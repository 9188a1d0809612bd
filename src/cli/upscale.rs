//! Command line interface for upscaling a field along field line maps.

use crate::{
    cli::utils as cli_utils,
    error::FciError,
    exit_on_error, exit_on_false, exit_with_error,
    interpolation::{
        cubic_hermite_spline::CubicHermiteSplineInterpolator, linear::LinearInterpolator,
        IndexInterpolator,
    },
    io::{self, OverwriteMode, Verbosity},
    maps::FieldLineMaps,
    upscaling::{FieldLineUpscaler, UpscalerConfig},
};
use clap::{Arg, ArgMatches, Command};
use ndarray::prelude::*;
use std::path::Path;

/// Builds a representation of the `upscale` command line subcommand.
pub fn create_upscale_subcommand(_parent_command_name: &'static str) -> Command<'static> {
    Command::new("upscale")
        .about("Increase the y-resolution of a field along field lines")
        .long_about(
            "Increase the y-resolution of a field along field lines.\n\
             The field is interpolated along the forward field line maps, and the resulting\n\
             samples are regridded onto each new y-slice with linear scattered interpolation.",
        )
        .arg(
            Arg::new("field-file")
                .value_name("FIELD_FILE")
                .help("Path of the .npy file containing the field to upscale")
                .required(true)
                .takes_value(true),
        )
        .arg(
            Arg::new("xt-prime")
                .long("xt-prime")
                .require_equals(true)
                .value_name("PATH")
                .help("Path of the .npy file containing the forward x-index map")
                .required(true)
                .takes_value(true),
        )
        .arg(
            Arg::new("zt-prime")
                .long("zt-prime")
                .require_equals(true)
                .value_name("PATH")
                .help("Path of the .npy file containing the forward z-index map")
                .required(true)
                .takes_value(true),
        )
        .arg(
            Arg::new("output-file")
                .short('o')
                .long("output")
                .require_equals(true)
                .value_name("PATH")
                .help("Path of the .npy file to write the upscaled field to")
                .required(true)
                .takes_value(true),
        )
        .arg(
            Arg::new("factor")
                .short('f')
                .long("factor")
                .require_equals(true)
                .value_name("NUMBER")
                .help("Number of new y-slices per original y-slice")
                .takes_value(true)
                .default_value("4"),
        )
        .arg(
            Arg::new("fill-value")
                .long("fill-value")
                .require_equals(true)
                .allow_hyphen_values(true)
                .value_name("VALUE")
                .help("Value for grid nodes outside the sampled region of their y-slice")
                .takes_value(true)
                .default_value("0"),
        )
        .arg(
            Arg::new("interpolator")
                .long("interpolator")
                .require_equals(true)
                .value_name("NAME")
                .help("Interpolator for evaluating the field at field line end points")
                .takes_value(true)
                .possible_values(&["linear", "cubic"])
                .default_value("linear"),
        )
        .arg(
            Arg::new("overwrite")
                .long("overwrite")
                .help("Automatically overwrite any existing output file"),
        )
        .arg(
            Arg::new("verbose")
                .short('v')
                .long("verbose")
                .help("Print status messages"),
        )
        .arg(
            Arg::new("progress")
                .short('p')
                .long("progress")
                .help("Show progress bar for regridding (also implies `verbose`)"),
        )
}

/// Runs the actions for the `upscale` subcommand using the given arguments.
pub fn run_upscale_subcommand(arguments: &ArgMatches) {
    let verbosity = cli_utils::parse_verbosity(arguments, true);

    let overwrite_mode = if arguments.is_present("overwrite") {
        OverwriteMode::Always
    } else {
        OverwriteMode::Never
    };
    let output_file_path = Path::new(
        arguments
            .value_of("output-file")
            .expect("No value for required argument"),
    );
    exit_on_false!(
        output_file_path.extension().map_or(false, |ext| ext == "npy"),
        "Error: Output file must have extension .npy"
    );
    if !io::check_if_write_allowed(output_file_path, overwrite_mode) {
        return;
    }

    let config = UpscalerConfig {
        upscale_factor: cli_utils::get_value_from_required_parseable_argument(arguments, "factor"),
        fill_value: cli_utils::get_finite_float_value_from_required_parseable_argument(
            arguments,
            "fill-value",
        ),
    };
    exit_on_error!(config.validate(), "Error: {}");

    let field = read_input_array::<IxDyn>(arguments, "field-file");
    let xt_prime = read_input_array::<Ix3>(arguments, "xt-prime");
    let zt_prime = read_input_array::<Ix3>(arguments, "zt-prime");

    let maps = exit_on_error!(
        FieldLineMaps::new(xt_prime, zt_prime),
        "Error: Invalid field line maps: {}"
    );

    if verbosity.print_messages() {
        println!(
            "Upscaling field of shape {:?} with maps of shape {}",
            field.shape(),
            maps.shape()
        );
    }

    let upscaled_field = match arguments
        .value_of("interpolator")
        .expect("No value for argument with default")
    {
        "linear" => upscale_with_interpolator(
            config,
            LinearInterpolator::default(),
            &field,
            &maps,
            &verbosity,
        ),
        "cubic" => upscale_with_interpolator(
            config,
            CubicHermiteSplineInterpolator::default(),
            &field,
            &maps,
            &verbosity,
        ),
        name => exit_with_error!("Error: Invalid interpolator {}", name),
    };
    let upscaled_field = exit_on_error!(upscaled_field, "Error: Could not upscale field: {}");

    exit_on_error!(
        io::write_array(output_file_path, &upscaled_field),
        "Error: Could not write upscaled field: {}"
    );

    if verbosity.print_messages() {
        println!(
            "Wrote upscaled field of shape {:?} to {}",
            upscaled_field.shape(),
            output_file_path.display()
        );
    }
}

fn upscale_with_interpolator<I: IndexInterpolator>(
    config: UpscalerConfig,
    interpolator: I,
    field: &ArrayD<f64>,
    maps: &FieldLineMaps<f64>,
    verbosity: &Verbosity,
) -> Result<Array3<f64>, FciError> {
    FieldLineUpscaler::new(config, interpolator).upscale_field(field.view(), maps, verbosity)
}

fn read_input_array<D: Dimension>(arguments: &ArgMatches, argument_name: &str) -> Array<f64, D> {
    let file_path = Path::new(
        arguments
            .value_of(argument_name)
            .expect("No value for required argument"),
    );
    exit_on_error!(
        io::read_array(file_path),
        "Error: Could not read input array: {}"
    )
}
******************************
» **Task to carry out**
All of the material above should be repeated word for word.

» **Answer to this exercise**
repository 9188a1d0809612bd
filename src/cli/upscale.rs
//! Command line interface for upscaling a field along field line maps.

use crate::{
    cli::utils as cli_utils,
    error::FciError,
    exit_on_error, exit_on_false, exit_with_error,
    interpolation::{
        cubic_hermite_spline::CubicHermiteSplineInterpolator, linear::LinearInterpolator,
        IndexInterpolator,
    },
    io::{self, OverwriteMode, Verbosity},
    maps::FieldLineMaps,
    upscaling::{FieldLineUpscaler, UpscalerConfig},
};
use clap::{Arg, ArgMatches, Command};
use ndarray::prelude::*;
use std::path::Path;

/// Builds a representation of the `upscale` command line subcommand.
pub fn create_upscale_subcommand(_parent_command_name: &'static str) -> Command<'static> {
    Command::new("upscale")
        .about("Increase the y-resolution of a field along field lines")
        .long_about(
            "Increase the y-resolution of a field along field lines.\n\
             The field is interpolated along the forward field line maps, and the resulting\n\
             samples are regridded onto each new y-slice with linear scattered interpolation.",
        )
        .arg(
            Arg::new("field-file")
                .value_name("FIELD_FILE")
                .help("Path of the .npy file containing the field to upscale")
                .required(true)
                .takes_value(true),
        )
        .arg(
            Arg::new("xt-prime")
                .long("xt-prime")
                .require_equals(true)
                .value_name("PATH")
                .help("Path of the .npy file containing the forward x-index map")
                .required(true)
                .takes_value(true),
        )
        .arg(
            Arg::new("zt-prime")
                .long("zt-prime")
                .require_equals(true)
                .value_name("PATH")
                .help("Path of the .npy file containing the forward z-index map")
                .required(true)
                .takes_value(true),
        )
        .arg(
            Arg::new("output-file")
                .short('o')
                .long("output")
                .require_equals(true)
                .value_name("PATH")
                .help("Path of the .npy file to write the upscaled field to")
                .required(true)
                .takes_value(true),
        )
        .arg(
            Arg::new("factor")
                .short('f')
                .long("factor")
                .require_equals(true)
                .value_name("NUMBER")
                .help("Number of new y-slices per original y-slice")
                .takes_value(true)
                .default_value("4"),
        )
        .arg(
            Arg::new("fill-value")
                .long("fill-value")
                .require_equals(true)
                .allow_hyphen_values(true)
                .value_name("VALUE")
                .help("Value for grid nodes outside the sampled region of their y-slice")
                .takes_value(true)
                .default_value("0"),
        )
        .arg(
            Arg::new("interpolator")
                .long("interpolator")
                .require_equals(true)
                .value_name("NAME")
                .help("Interpolator for evaluating the field at field line end points")
                .takes_value(true)
                .possible_values(&["linear", "cubic"])
                .default_value("linear"),
        )
        .arg(
            Arg::new("overwrite")
                .long("overwrite")
                .help("Automatically overwrite any existing output file"),
        )
        .arg(
            Arg::new("verbose")
                .short('v')
                .long("verbose")
                .help("Print status messages"),
        )
        .arg(
            Arg::new("progress")
                .short('p')
                .long("progress")
                .help("Show progress bar for regridding (also implies `verbose`)"),
        )
}

/// Runs the actions for the `upscale` subcommand using the given arguments.
pub fn run_upscale_subcommand(arguments: &ArgMatches) {
    let verbosity = cli_utils::parse_verbosity(arguments, true);

    let overwrite_mode = if arguments.is_present("overwrite") {
        OverwriteMode::Always
    } else {
        OverwriteMode::Never
    };
    let output_file_path = Path::new(
        arguments
            .value_of("output-file")
            .expect("No value for required argument"),
    );
    exit_on_false!(
        output_file_path.extension().map_or(false, |ext| ext == "npy"),
        "Error: Output file must have extension .npy"
    );
    if !io::check_if_write_allowed(output_file_path, overwrite_mode) {
        return;
    }

    let config = UpscalerConfig {
        upscale_factor: cli_utils::get_value_from_required_parseable_argument(arguments, "factor"),
        fill_value: cli_utils::get_finite_float_value_from_required_parseable_argument(
            arguments,
            "fill-value",
        ),
    };
    exit_on_error!(config.validate(), "Error: {}");

    let field = read_input_array::<IxDyn>(arguments, "field-file");
    let xt_prime = read_input_array::<Ix3>(arguments, "xt-prime");
    let zt_prime = read_input_array::<Ix3>(arguments, "zt-prime");

    let maps = exit_on_error!(
        FieldLineMaps::new(xt_prime, zt_prime),
        "Error: Invalid field line maps: {}"
    );

    if verbosity.print_messages() {
        println!(
            "Upscaling field of shape {:?} with maps of shape {}",
            field.shape(),
            maps.shape()
        );
    }

    let upscaled_field = match arguments
        .value_of("interpolator")
        .expect("No value for argument with default")
    {
        "linear" => upscale_with_interpolator(
            config,
            LinearInterpolator::default(),
            &field,
            &maps,
            &verbosity,
        ),
        "cubic" => upscale_with_interpolator(
            config,
            CubicHermiteSplineInterpolator::default(),
            &field,
            &maps,
            &verbosity,
        ),
        name => exit_with_error!("Error: Invalid interpolator {}", name),
    };
    let upscaled_field = exit_on_error!(upscaled_field, "Error: Could not upscale field: {}");

    exit_on_error!(
        io::write_array(output_file_path, &upscaled_field),
        "Error: Could not write upscaled field: {}"
    );

    if verbosity.print_messages() {
        println!(
            "Wrote upscaled field of shape {:?} to {}",
            upscaled_field.shape(),
            output_file_path.display()
        );
    }
}

fn upscale_with_interpolator<I: IndexInterpolator>(
    config: UpscalerConfig,
    interpolator: I,
    field: &ArrayD<f64>,
    maps: &FieldLineMaps<f64>,
    verbosity: &Verbosity,
) -> Result<Array3<f64>, FciError> {
    FieldLineUpscaler::new(config, interpolator).upscale_field(field.view(), maps, verbosity)
}

fn read_input_array<D: Dimension>(arguments: &ArgMatches, argument_name: &str) -> Array<f64, D> {
    let file_path = Path::new(
        arguments
            .value_of(argument_name)
            .expect("No value for required argument"),
    );
    exit_on_error!(
        io::read_array(file_path),
        "Error: Could not read input array: {}"
    )
}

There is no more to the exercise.